God has no peers. 'As the heavens are higher than the earth, so are my ways higher than your ways and my thoughts than your thoughts' Isaiah 55:9



superhorn said:


> 5. Some doubt he even wrote it himself .


Such people have been around for a long time:

'When you [the disciples, sent by Jesus] enter a town and are not welcomed, go into its streets and say "Even the dust of your town that sticks to our feet we wipe off against you. Yet be sure of this: The Kingdom of God is near." I tell you, it will be more bearable on that day for Sodom than for that town.'



superhorn said:


> 6. It may be true that he created the world ,
> but what has he done since then ?


Fed you, for one thing:

'He causes his sun to rise on the evil and the good, and sends rain on the righteous and the unrighteous' Matthew 5:45

and

'The Son is the radiance of God's glory and the exact representation of his being, *sustaining all things* by his powerful word' Hebrews 1:3



superhorn said:


> 7. His cooperative efforts have been quite limited .


See 4



superhorn said:


> 8. The scientific community has had a hard time replicating
> his results .


'Clouds and thick darkness surround him; righteousness and justice are the foundation of his throne' Psalm 97:2



superhorn said:


> 9. He never applied to the ethics board to use human subjects .

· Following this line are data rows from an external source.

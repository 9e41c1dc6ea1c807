use crate::domain::MonthWindow;
use crate::models::sale::SaleRecord;
use anyhow::Result;
use sea_orm::{ConnectOptions, ConnectionTrait, Database, DatabaseConnection, Statement};
use std::path::Path;
use std::time::Duration;
use tracing::info;

pub mod migrator;
pub mod repositories;

pub use crate::entities::sale_records::Model as SaleRecordRow;
pub use repositories::sales::SoldSummaryRow;

const MEMORY_URL: &str = "sqlite::memory:";

#[derive(Clone)]
pub struct Store {
    pub conn: DatabaseConnection,
}

impl Store {
    /// A private in-memory database holding its own single connection.
    pub async fn in_memory() -> Result<Self> {
        Self::with_pool_options(MEMORY_URL, 1, 1).await
    }

    pub async fn with_pool_options(
        db_url: &str,
        max_connections: u32,
        min_connections: u32,
    ) -> Result<Self> {
        use sea_orm_migration::MigratorTrait;

        let in_memory = db_url.contains(":memory:");

        if !in_memory {
            let path_str = db_url
                .trim_start_matches("sqlite://")
                .trim_start_matches("sqlite:");
            let path_str = path_str.split('?').next().unwrap_or(path_str);
            if let Some(parent) = Path::new(path_str).parent() {
                tokio::fs::create_dir_all(parent).await.ok();
            }
            if !Path::new(path_str).exists() {
                std::fs::File::create(path_str)?;
            }
        }

        let mut opt = ConnectOptions::new(db_url.to_string());
        opt.connect_timeout(Duration::from_secs(10))
            .acquire_timeout(Duration::from_secs(10))
            .sqlx_logging(false);

        if in_memory {
            // Every connection to :memory: is a separate database
            opt.max_connections(1).min_connections(1);
        } else {
            opt.max_connections(max_connections)
                .min_connections(min_connections)
                .idle_timeout(Duration::from_secs(300))
                .max_lifetime(Duration::from_secs(600));
        }

        let conn = Database::connect(opt).await?;

        migrator::Migrator::up(&conn, None).await?;

        info!(
            "Database connected & migrations applied (pool: {}-{})",
            min_connections, max_connections
        );

        Ok(Self { conn })
    }

    pub async fn ping(&self) -> Result<()> {
        let backend = self.conn.get_database_backend();
        self.conn
            .query_one(Statement::from_string(backend, "SELECT 1".to_string()))
            .await?;
        Ok(())
    }

    fn sales_repo(&self) -> repositories::sales::SalesRepository {
        repositories::sales::SalesRepository::new(self.conn.clone())
    }

    pub async fn insert_sale_records(&self, records: &[SaleRecord]) -> Result<u64, sea_orm::DbErr> {
        self.sales_repo().insert_many(records).await
    }

    pub async fn upsert_sale_records(&self, records: &[SaleRecord]) -> Result<u64, sea_orm::DbErr> {
        self.sales_repo().upsert_many(records).await
    }

    pub async fn count_sale_records(&self) -> Result<u64> {
        self.sales_repo().count().await
    }

    pub async fn list_sale_records(
        &self,
        search: &str,
        window: Option<&MonthWindow>,
        page: u64,
        per_page: u64,
    ) -> Result<(Vec<SaleRecordRow>, u64)> {
        self.sales_repo()
            .list(search, window, page, per_page)
            .await
    }

    pub async fn sale_prices_in_window(&self, window: &MonthWindow) -> Result<Vec<f64>> {
        self.sales_repo().prices_in_window(window).await
    }

    pub async fn sold_summary(&self, window: &MonthWindow) -> Result<Vec<SoldSummaryRow>> {
        self.sales_repo().sold_summary(window).await
    }

    pub async fn category_counts(&self, window: &MonthWindow) -> Result<Vec<(String, i64)>> {
        self.sales_repo().category_counts(window).await
    }
}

'Who are you, O man, to talk back to God? "Shall what is formed say to him who formed it, 'Why did you make me like this?'" Does not the potter have the right to make out of the same lump of clay some pottery for noble purposes and some for common use?' Romans 9:21



superhorn said:


> 10. When subjects didn't behave as predicted , he deleted them
> from the sample .


The soul cannot be 'deleted':

'Multitudes who sleep in the dust of the earth will awake: some to *everlasting* life, others to shame and *everlasting* contempt' Daniel 12:2



superhorn said:


> 11. When an experiment went awry , he tried to cover it up by drowning his
> subjects .


The wicked do not thwart God. 'For the Scripture says to Pharaoh: I raised you up for this very purpose, that I might display my power in you and that my name might be proclaimed in all the earth"' Romans 9:17



superhorn said:


> 12. He rarely went to class, and just told his students to read the book .


That's because...

'All scripture is God-breathed and is useful for teaching, rebuking, correcting and training in righteousness' 2 Timothy 3:16



superhorn said:


> 13. Some say he had his son teach the class .

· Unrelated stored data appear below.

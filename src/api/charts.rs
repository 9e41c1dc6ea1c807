//! Month aggregate endpoints backing the statistics panel and both charts.

use axum::{
    Json,
    extract::{Query, State},
};
use serde::Deserialize;
use std::sync::Arc;

use crate::api::validation::validate_month_selection;
use crate::api::{ApiError, AppState};
use crate::domain::{MonthSelection, PriceHistogram};
use crate::services::{CategoryCount, CombinedData, MonthlyStatistics};

#[derive(Debug, Default, Deserialize)]
pub struct MonthQuery {
    pub month: Option<String>,
    pub year: Option<String>,
}

impl MonthQuery {
    fn selection(&self) -> Result<MonthSelection, ApiError> {
        validate_month_selection(self.month.as_deref(), self.year.as_deref())
    }
}

/// `GET /statistics?month=&year=`
pub async fn get_statistics(
    State(state): State<Arc<AppState>>,
    Query(query): Query<MonthQuery>,
) -> Result<Json<MonthlyStatistics>, ApiError> {
    let selection = query.selection()?;
    let stats = state.transaction_service().statistics(selection).await?;
    Ok(Json(stats))
}

/// `GET /barchart?month=&year=`
pub async fn get_bar_chart(
    State(state): State<Arc<AppState>>,
    Query(query): Query<MonthQuery>,
) -> Result<Json<PriceHistogram>, ApiError> {
    let selection = query.selection()?;
    let histogram = state
        .transaction_service()
        .price_histogram(selection)
        .await?;
    Ok(Json(histogram))
}

/// `GET /piechart?month=&year=`
pub async fn get_pie_chart(
    State(state): State<Arc<AppState>>,
    Query(query): Query<MonthQuery>,
) -> Result<Json<Vec<CategoryCount>>, ApiError> {
    let selection = query.selection()?;
    let categories = state
        .transaction_service()
        .category_histogram(selection)
        .await?;
    Ok(Json(categories))
}

/// `GET /combinedData?month=&year=`
pub async fn get_combined(
    State(state): State<Arc<AppState>>,
    Query(query): Query<MonthQuery>,
) -> Result<Json<CombinedData>, ApiError> {
    let selection = query.selection()?;
    let combined = state.transaction_service().combined(selection).await?;
    Ok(Json(combined))
}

You may be face to face with that Son sooner than you think:

'We must all appear before the judgment seat of Christ, that each one may receive what is due to him for the things done while in the body, whether good or bad' 2 Corinthians 5:10



superhorn said:


> 14. He expelled his first two students for learning


Aposiopesis?



superhorn said:


> 15. Although there were only ten course requirements,
> most of his students failed his tests .


They all failed. 'For all have sinned and fall short of the glory of God' Romans 3:23



superhorn said:


> 16. His office hours were infrequent and irregular ,
> and usually held on a mountain top .


All of God is present in all places at all times:

'Where can I go from your Spirit? Where can I flee from your presence? If I go up to the heavens you are there; if I make my bed in the depths, you are there' Psalm 139:7


----------



## Art Rock

Oh and it is Ph.D., not P.H.D.


----------



## Fsharpmajor

God was having a discussion with a lawyer. God said, "I created the Heavens and the Earth from chaos, you know."

The lawyer replied, "Maybe so, but it was I who created the chaos."


----------



## regressivetransphobe

Reason 17: there has been some controversy over his followers' murder of millions.


----------



## Guest

regressivetransphobe said:


> Reason 17: there has been some controversy over his followers' murder of millions.


Wow, from innocent good-natured humor to the standard religion-bashing. Some people can't help themselves.


----------



## Ukko

regressivetransphobe said:


> Reason 17: there has been some controversy over his followers' murder of millions.


Technical question: should that 'murder' be plural? Non-technical statement: whoever those followers were following, it wasn't God.


----------



## Guest

Polednice said:


> Adam was in the Garden of Eden, enjoying paradise as any man would, but he was feeling lonely.
> 
> Sensing something wasn't quite right, God said to Adam: "What's wrong? I know already, of course, but tell me anyway."
> 
> So Adam said to him: "It's hard to describe. I just have a feeling of emptiness, like I need someone to enjoy this paradise _with_."
> 
> "Well," said God, "I can do something about that. How would you like it if I created a special human companion for you? Someone with whom you could express your delight at this tantalising paradise. Someone with whom you could share all manner of profound thoughts and feelings, and be always reassured that they're nearby, able to understand you through shared experiences? Someone who, in their own way, would challenge you with their intellect as much as respect you for yours?"
> 
> Adam: "How much is that going to cost me?"
> 
> God: "Oh, an arm and a leg."
> 
> Adam: "What can I get for a rib?"


I heard this one a while back, and will still tell it to my wife from time to time.


----------



## Huilunsoittaja

@Chris :clap::clap::clap:
:angel:


----------



## Polednice

The humourlessness of some people never ceases to amaze.


----------



## Chrythes

And the infinite blindness!


----------



## Ukko

Polednice said:


> The humourlessness of some people never ceases to amaze.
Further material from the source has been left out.